Set down, exactly as they appear, the line containing "self.storage.remove(plugin_id)" and all subsequent lines through the end of the material below.
▽
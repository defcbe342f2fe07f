//! 按插件 id 隔离的键值存储，供沙箱 storage 桥使用。
//!
//! 每个插件一个 JSON 文件（`<safe_id>.kv.json`），带内存缓存；
//! 读失败降级为空表，写失败仅告警不中断脚本。

use std::collections::HashMap;
use std::fs;
use std::path::PathBuf;
use std::sync::Mutex;

use crate::plugin::storage::safe_filename_component;

pub struct PluginKeyValueStore {
    dir: PathBuf,
    cache: Mutex<HashMap<String, HashMap<String, String>>>,
}

impl PluginKeyValueStore {
    pub fn new(dir: impl Into<PathBuf>) -> Self {
        Self {
            dir: dir.into(),
            cache: Mutex::new(HashMap::new()),
        }
    }

    pub fn in_data_dir() -> Self {
        Self::new(crate::app_paths::yomu_data_dir().join("plugin-kv"))
    }

    fn file_path(&self, plugin_id: &str) -> PathBuf {
        self.dir
            .join(format!("{}.kv.json", safe_filename_component(plugin_id)))
    }

    fn load(&self, plugin_id: &str) -> HashMap<String, String> {
        fs::read_to_string(self.file_path(plugin_id))
            .ok()
            .and_then(|content| serde_json::from_str(&content).ok())
            .unwrap_or_default()
    }

    fn with_map<T>(
        &self,
        plugin_id: &str,
        mutate: bool,
        f: impl FnOnce(&mut HashMap<String, String>) -> T,
    ) -> T {
        let mut cache = match self.cache.lock() {
            Ok(g) => g,
            Err(e) => e.into_inner(),
        };
        if !cache.contains_key(plugin_id) {
            let loaded = self.load(plugin_id);
            cache.insert(plugin_id.to_string(), loaded);
        }
        let map = cache.entry(plugin_id.to_string()).or_default();
        let out = f(&mut *map);
        if mutate {
            if let Err(e) = self.persist(plugin_id, &*map) {
                eprintln!("[plugin-kv] 持久化失败 ({}): {}", plugin_id, e);
            }
        }
        out
    }

    fn persist(&self, plugin_id: &str, map: &HashMap<String, String>) -> Result<(), String> {
        fs::create_dir_all(&self.dir).map_err(|e| format!("create dir: {}", e))?;
        let content =
            serde_json::to_string_pretty(map).map_err(|e| format!("serialize: {}", e))?;
        fs::write(self.file_path(plugin_id), content).map_err(|e| format!("write: {}", e))
    }

    pub fn get(&self, plugin_id: &str, key: &str) -> Option<String> {
        self.with_map(plugin_id, false, |map| map.get(key).cloned())
    }

    pub fn set(&self, plugin_id: &str, key: &str, value: &str) {
        self.with_map(plugin_id, true, |map| {
            map.insert(key.to_string(), value.to_string());
        });
    }

    pub fn remove(&self, plugin_id: &str, key: &str) {
        self.with_map(plugin_id, true, |map| {
            map.remove(key);
        });
    }

    pub fn clear(&self, plugin_id: &str) {
        self.with_map(plugin_id, true, |map| map.clear());
    }

    pub fn keys(&self, plugin_id: &str) -> Vec<String> {
        self.with_map(plugin_id, false, |map| {
            let mut keys: Vec<String> = map.keys().cloned().collect();
            keys.sort();
            keys
        })
    }
}

#[cfg(test)]
mod tests {
    use super::*;

    #[test]
    fn test_kv_scoped_per_plugin_and_persisted() {
        let dir = tempfile::tempdir().unwrap();
        let store = PluginKeyValueStore::new(dir.path());

        store.set("a", "token", "1");
        store.set("b", "token", "2");
        assert_eq!(store.get("a", "token").as_deref(), Some("1"));
        assert_eq!(store.get("b", "token").as_deref(), Some("2"));

        // 新实例从磁盘恢复
        let reopened = PluginKeyValueStore::new(dir.path());
        assert_eq!(reopened.get("a", "token").as_deref(), Some("1"));

        store.remove("a", "token");
        assert_eq!(store.get("a", "token"), None);
        store.set("a", "x", "1");
        store.set("a", "y", "2");
        assert_eq!(store.keys("a"), vec!["x".to_string(), "y".to_string()]);
        store.clear("a");
        assert!(store.keys("a").is_empty());
    }
}
//! 运行时抽象层：提供事件发送功能，不依赖任何 UI 框架。
//!
//! 分发管线与沙箱通过 [`EventEmitter`] 上报日志/状态，
//! 前端应用可注入自己的实现；无 UI 场景（CLI/测试）使用 [`NoopEmitter`]。

use std::sync::Arc;

/// 事件发送器 trait：抽象事件发送功能
pub trait EventEmitter: Send + Sync {
    /// 发送插件日志事件（脚本 print/debug、桥接函数告警等）
    fn emit_plugin_log(&self, plugin_id: &str, level: &str, message: &str);

    /// 发送下载状态事件
    fn emit_download_state(&self, plugin_id: &str, url: &str, state: &str, error: Option<&str>);

    /// 发送通用事件（用于扩展）
    fn emit(&self, event: &str, payload: serde_json::Value);
}

/// 空实现：直接打印到 stderr，用于 CLI/测试或不需要事件转发的场景
pub struct NoopEmitter;

impl EventEmitter for NoopEmitter {
    fn emit_plugin_log(&self, plugin_id: &str, level: &str, message: &str) {
        eprintln!("[plugin-log] {} [{}] {}", plugin_id, level, message);
    }

    fn emit_download_state(&self, plugin_id: &str, url: &str, state: &str, error: Option<&str>) {
        if let Some(err) = error {
            eprintln!("[download-state] {} [{}] {}: {}", plugin_id, state, url, err);
        } else {
            eprintln!("[download-state] {} [{}] {}", plugin_id, state, url);
        }
    }

    fn emit(&self, event: &str, payload: serde_json::Value) {
        eprintln!("[event] {}: {}", event, payload);
    }
}

/// 共享发送器的便捷构造
pub fn noop_emitter() -> Arc<dyn EventEmitter> {
    Arc::new(NoopEmitter)
}
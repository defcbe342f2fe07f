//! 插件分发管线：仓库配置、索引获取、安装/卸载/更新、三视图聚合。
//!
//! 失败语义：单个仓库取回/解析失败只让该仓库降级为空列表，不中断整体；
//! 校验和不匹配是该次安装/更新的硬失败。

use std::collections::HashMap;
use std::fs;
use std::path::PathBuf;
use std::sync::Arc;
use std::time::Duration;

use serde::{Deserialize, Serialize};

use crate::error::PluginError;
use crate::runtime::EventEmitter;

pub mod download;
pub mod kv;
pub mod overrides;
pub mod repo;
pub mod storage;

use download::{HttpPluginDownloader, PluginInstaller};
use repo::{parse_repo_index, resolve_index_url, RepoEntry};
use storage::{PluginPackage, PluginStorage};

/// 一个已配置的插件仓库
#[derive(Debug, Clone, Serialize, Deserialize)]
#[serde(rename_all = "camelCase")]
pub struct PluginRepo {
    pub id: String,
    pub name: String,
    pub index_url: String,
}

/// 三个互斥视图：已安装 / 可安装（未装）/ 可更新（已装且远端版本更高）
#[derive(Debug, Default, Serialize)]
#[serde(rename_all = "camelCase")]
pub struct PluginListing {
    pub installed: Vec<RepoEntry>,
    pub available: Vec<RepoEntry>,
    pub updates: Vec<RepoEntry>,
}

pub struct PluginManager {
    data_dir: PathBuf,
    storage: Arc<dyn PluginStorage>,
    emitter: Arc<dyn EventEmitter>,
    http_timeout: Duration,
}

impl PluginManager {
    pub fn new(
        data_dir: PathBuf,
        storage: Arc<dyn PluginStorage>,
        emitter: Arc<dyn EventEmitter>,
    ) -> Self {
        Self {
            data_dir,
            storage,
            emitter,
            http_timeout: Duration::from_secs(30),
        }
    }

    /// 下载阶段的超时由调用方指定（超时/取消的取回只产生失败结果，不会产生半个包）
    pub fn with_http_timeout(mut self, timeout: Duration) -> Self {
        self.http_timeout = timeout;
        self
    }

    pub fn storage(&self) -> Arc<dyn PluginStorage> {
        Arc::clone(&self.storage)
    }

    fn repos_file(&self) -> PathBuf {
        self.data_dir.join("plugin_repos.json")
    }

    /// 加载仓库配置；文件不存在时返回空列表
    pub fn load_repos(&self) -> Result<Vec<PluginRepo>, PluginError> {
        let file = self.repos_file();
        if !file.exists() {
            return Ok(Vec::new());
        }
        let content = fs::read_to_string(&file)
            .map_err(|e| PluginError::storage(format!("failed to read plugin repos: {}", e)))?;
        serde_json::from_str(&content)
            .map_err(|e| PluginError::storage(format!("failed to parse plugin repos: {}", e)))
    }

    pub fn save_repos(&self, repos: &[PluginRepo]) -> Result<(), PluginError> {
        fs::create_dir_all(&self.data_dir)
            .map_err(|e| PluginError::storage(format!("failed to create data dir: {}", e)))?;
        let content = serde_json::to_string_pretty(repos)
            .map_err(|e| PluginError::storage(format!("failed to serialize plugin repos: {}", e)))?;
        fs::write(self.repos_file(), content)
            .map_err(|e| PluginError::storage(format!("failed to write plugin repos: {}", e)))
    }

    /// 从单个仓库取回条目列表。
    /// 网络/解析失败降级为空列表；非法条目逐条上报到日志后跳过。
    fn fetch_repo_entries(&self, repo_url: &str) -> Vec<RepoEntry> {
        let index_url = resolve_index_url(repo_url);
        let client = match download::create_blocking_client(self.http_timeout) {
            Ok(c) => c,
            Err(e) => {
                eprintln!("插件仓库客户端创建失败: {}", e);
                return Vec::new();
            }
        };

        let payload = client
            .get(&index_url)
            .send()
            .and_then(|r| r.error_for_status())
            .and_then(|r| r.text());
        let payload = match payload {
            Ok(p) => p,
            Err(e) => {
                eprintln!("插件仓库获取失败 ({}): {}", index_url, e);
                return Vec::new();
            }
        };
        if payload.trim().is_empty() {
            return Vec::new();
        }

        match parse_repo_index(&payload) {
            Ok(parsed) => {
                for invalid in &parsed.invalid {
                    self.emitter.emit(
                        "plugin-repo-entry-invalid",
                        serde_json::json!({ "repo": index_url, "error": invalid.to_string() }),
                    );
                }
                parsed.entries
            }
            Err(e) => {
                eprintln!("插件仓库索引解析失败 ({}): {}", index_url, e);
                Vec::new()
            }
        }
    }

    /// 跨全部配置仓库取回并按 id 去重（保留最高版本）
    fn fetch_available(&self, repos: &[PluginRepo]) -> Vec<RepoEntry> {
        let mut best: HashMap<String, RepoEntry> = HashMap::new();
        for repo in repos {
            for entry in self.fetch_repo_entries(&repo.index_url) {
                match best.get(&entry.id) {
                    Some(cur) if cur.version >= entry.version => {}
                    _ => {
                        best.insert(entry.id.clone(), entry);
                    }
                }
            }
        }
        let mut entries: Vec<RepoEntry> = best.into_values().collect();
        entries.sort_by(|a, b| a.id.cmp(&b.id));
        entries
    }

    /// 聚合三视图。零配置仓库时只返回已安装视图，不发起任何网络请求。
    pub fn fetch_listing(&self) -> Result<PluginListing, PluginError> {
        let installed: Vec<RepoEntry> = self
            .storage
            .get_all()?
            .into_iter()
            .map(|pkg| pkg.entry)
            .collect();

        let repos = self.load_repos()?;
        if repos.is_empty() {
            return Ok(PluginListing {
                installed,
                ..PluginListing::default()
            });
        }

        let available = self.fetch_available(&repos);
        let updates = find_update_candidates(&installed, &available);
        let installed_ids: std::collections::HashSet<&str> =
            installed.iter().map(|e| e.id.as_str()).collect();
        let available_only: Vec<RepoEntry> = available
            .into_iter()
            .filter(|e| !installed_ids.contains(e.id.as_str()))
            .collect();

        Ok(PluginListing {
            installed,
            available: available_only,
            updates,
        })
    }

    /// 检查更新：每个已安装插件与各仓库取回的同 id 条目比较版本
    pub fn find_updates(&self) -> Result<Vec<RepoEntry>, PluginError> {
        let repos = self.load_repos()?;
        if repos.is_empty() {
            return Ok(Vec::new());
        }
        let installed: Vec<RepoEntry> = self
            .storage
            .get_all()?
            .into_iter()
            .map(|pkg| pkg.entry)
            .collect();
        let available = self.fetch_available(&repos);
        Ok(find_update_candidates(&installed, &available))
    }

    /// 安装或更新一个插件条目（下载、校验、持久化；失败时存储不变）
    pub fn install(&self, entry: &RepoEntry) -> Result<PluginPackage, PluginError> {
        let downloader = HttpPluginDownloader::new(self.http_timeout, Arc::clone(&self.emitter));
        PluginInstaller::new(&downloader, self.storage.as_ref()).install(entry)
    }

    /// 按 id 从某个配置仓库找到条目并安装
    pub fn install_by_id(&self, plugin_id: &str) -> Result<PluginPackage, PluginError> {
        let repos = self.load_repos()?;
        let available = self.fetch_available(&repos);
        let entry = available
            .iter()
            .find(|e| e.id == plugin_id)
            .ok_or_else(|| PluginError::ScriptNotFound(plugin_id.to_string()))?;
        self.install(entry)
    }

    pub fn uninstall(&self, plugin_id: &str) -> Result<bool, PluginError> {
        self.storage.remove(plugin_id)
    }
}

/// 更新候选：仅当 (a) 该插件当前已安装 且 (b) 取回版本严格更高。
pub fn find_update_candidates(
    installed: &[RepoEntry],
    available: &[RepoEntry],
) -> Vec<RepoEntry> {
    let installed_by_id: HashMap<&str, &RepoEntry> =
        installed.iter().map(|e| (e.id.as_str(), e)).collect();
    available
        .iter()
        .filter(|entry| match installed_by_id.get(entry.id.as_str()) {
            Some(current) => entry.version > current.version,
            None => false,
        })
        .cloned()
        .collect()
}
△
# SOLUTION FOR THIS EXERCISE
        self.storage.remove(plugin_id)
    }
}

/// 更新候选：仅当 (a) 该插件当前已安装 且 (b) 取回版本严格更高。
pub fn find_update_candidates(
    installed: &[RepoEntry],
    available: &[RepoEntry],
) -> Vec<RepoEntry> {
    let installed_by_id: HashMap<&str, &RepoEntry> =
        installed.iter().map(|e| (e.id.as_str(), e)).collect();
    available
        .iter()
        .filter(|entry| match installed_by_id.get(entry.id.as_str()) {
            Some(current) => entry.version > current.version,
            None => false,
        })
        .cloned()
        .collect()
}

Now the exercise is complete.